NEDEN BİR MANASTIRA KATILDIM VE SONRA KAÇTIM

NEDEN BİR MANASTIRA KATILDIM VE SONRA KAÇTIM

Ayrıcalıklı, eğitimli 27 yaşındaki bir genç neden Northumberland'in ücra bir yerindeki sessiz rahibeler tarikatına katılmak için hayata sırt çevirsin ki?  'Değerlendirmenin bir parçası da zihninizi susturmanızdı. Hafızanın temizlenmesi, bir kenara bırakılması gerekiyordu.'

♦’Rahibe olmak hayatımın en büyük aşk hikayesiydi’

Catherine Coldstream neden bir manastıra katıldığını ve sonra kaçtığını anlatıyor..

Ayrıcalıklı, eğitimli 27 yaşındaki bir genç neden Northumberland’in ücra bir yerindeki sessiz rahibeler tarikatına katılmak için hayata sırt çevirsin ki?

Catherine Coldstream, kaçmak zorunda kaldığı istismarcı bir kabusa dönüşen ruhani bir yolculuğa çıkıyor..

Görünüşte Atherine Coldstream’in rahibe olması pek mümkün görünmüyor.

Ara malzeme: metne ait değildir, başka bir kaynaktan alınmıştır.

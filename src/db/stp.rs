use std::str::FromStr;

use anyhow::Result;
use nsi_aura_codec::VlanRanges;
use nsi_aura_core::Stp;
use sqlx::{AnyPool, Row};

/// Row shape used only at the persistence boundary; domain code works with
/// [`Stp`].
struct StpRow {
    id: i64,
    stp_id: String,
    inbound_port: Option<String>,
    outbound_port: Option<String>,
    inbound_alias: Option<String>,
    outbound_alias: Option<String>,
    vlan_range: String,
    description: Option<String>,
    active: bool,
}

impl StpRow {
    fn into_domain(self) -> Result<Stp> {
        Ok(Stp {
            id: self.id,
            stp_id: self.stp_id,
            inbound_port: self.inbound_port,
            outbound_port: self.outbound_port,
            inbound_alias: self.inbound_alias,
            outbound_alias: self.outbound_alias,
            vlan_range: VlanRanges::from_str(&self.vlan_range)?,
            description: self.description,
            active: self.active,
        })
    }

    fn from_row(row: &sqlx::any::AnyRow) -> Result<Self, sqlx::Error> {
        Ok(Self {
            id: row.try_get("id")?,
            stp_id: row.try_get("stp_id")?,
            inbound_port: row.try_get("inbound_port")?,
            outbound_port: row.try_get("outbound_port")?,
            inbound_alias: row.try_get("inbound_alias")?,
            outbound_alias: row.try_get("outbound_alias")?,
            vlan_range: row.try_get("vlan_range")?,
            description: row.try_get("description")?,
            active: row.try_get::<i64, _>("active")? != 0,
        })
    }
}

const SELECT_COLUMNS: &str = "id, stp_id, inbound_port, outbound_port, inbound_alias, \
     outbound_alias, vlan_range, description, active";

pub async fn get_by_stp_id(pool: &AnyPool, stp_id: &str) -> Result<Option<Stp>> {
    let row = sqlx::query(&format!("SELECT {SELECT_COLUMNS} FROM stp WHERE stp_id = ?"))
        .bind(stp_id)
        .fetch_optional(pool)
        .await?;

    row.map(|r| StpRow::from_row(&r)?.into_domain())
        .transpose()
}

pub async fn get_by_id(pool: &AnyPool, id: i64) -> Result<Option<Stp>> {
    let row = sqlx::query(&format!("SELECT {SELECT_COLUMNS} FROM stp WHERE id = ?"))
        .bind(id)
        .fetch_optional(pool)
        .await?;

    row.map(|r| StpRow::from_row(&r)?.into_domain())
        .transpose()
}

/// Active and inactive rows alike — topology reconciliation needs to see
/// soft-deleted STPs too, since a vanished-then-reappeared STP must be
/// reactivated in place rather than inserted again.
pub async fn list_all(pool: &AnyPool) -> Result<Vec<Stp>> {
    let rows = sqlx::query(&format!("SELECT {SELECT_COLUMNS} FROM stp"))
        .fetch_all(pool)
        .await?;

    rows.iter()
        .map(|r| StpRow::from_row(r)?.into_domain())
        .collect()
}

pub async fn list_active(pool: &AnyPool) -> Result<Vec<Stp>> {
    let rows = sqlx::query(&format!(
        "SELECT {SELECT_COLUMNS} FROM stp WHERE active = 1"
    ))
    .fetch_all(pool)
    .await?;

    rows.iter()
        .map(|r| StpRow::from_row(r)?.into_domain())
        .collect()
}

/// One row per STP the topology reconciler decided needs inserting.
pub struct NewStp<'a> {
    pub stp_id: &'a str,
    pub inbound_port: Option<&'a str>,
    pub outbound_port: Option<&'a str>,
    pub inbound_alias: Option<&'a str>,
    pub outbound_alias: Option<&'a str>,
    pub vlan_range: &'a VlanRanges,
    pub description: Option<&'a str>,
}

pub async fn insert(pool: &AnyPool, stp: &NewStp<'_>) -> Result<i64> {
    sqlx::query(
        "INSERT INTO stp (stp_id, inbound_port, outbound_port, inbound_alias, outbound_alias, \
         vlan_range, description, active) VALUES (?, ?, ?, ?, ?, ?, ?, 1)",
    )
    .bind(stp.stp_id)
    .bind(stp.inbound_port)
    .bind(stp.outbound_port)
    .bind(stp.inbound_alias)
    .bind(stp.outbound_alias)
    .bind(stp.vlan_range.to_string())
    .bind(stp.description)
    .execute(pool)
    .await?;

    let row = sqlx::query("SELECT id FROM stp WHERE stp_id = ?")
        .bind(stp.stp_id)
        .fetch_one(pool)
        .await?;
    Ok(row.try_get("id")?)
}

pub async fn update(pool: &AnyPool, id: i64, stp: &NewStp<'_>) -> Result<()> {
    sqlx::query(
        "UPDATE stp SET inbound_port = ?, outbound_port = ?, inbound_alias = ?, \
         outbound_alias = ?, vlan_range = ?, description = ?, active = 1 WHERE id = ?",
    )
    .bind(stp.inbound_port)
    .bind(stp.outbound_port)
    .bind(stp.inbound_alias)
    .bind(stp.outbound_alias)
    .bind(stp.vlan_range.to_string())
    .bind(stp.description)
    .bind(id)
    .execute(pool)
    .await?;

    Ok(())
}

/// Soft-delete: every currently-active row whose id is not in `keep_ids`.
pub async fn deactivate_missing(pool: &AnyPool, keep_ids: &[i64]) -> Result<u64> {
    let active = list_active(pool).await?;
    let mut deactivated = 0;
    for stp in active {
        if !keep_ids.contains(&stp.id) {
            sqlx::query("UPDATE stp SET active = 0 WHERE id = ?")
                .bind(stp.id)
                .execute(pool)
                .await?;
            deactivated += 1;
        }
    }
    Ok(deactivated)
}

  -Kuzey Londra’da bohem bir evde, 26 yıl boyunca Slade Güzel Sanatlar Okulu’nun başkanlığını yapan seçkin ressam William Coldstream’in kızı olarak büyüdü.

Ve bir Şubat öğleden sonra Oxford’da bir arkadaşının üniversite odalarında buluştuğumuz zaman, onu daha genç bir versiyonda hayal etmek kolaydır, çünkü o hâlâ bir bakıma gösterişli bir Kuzey Londralıyı andırıyor.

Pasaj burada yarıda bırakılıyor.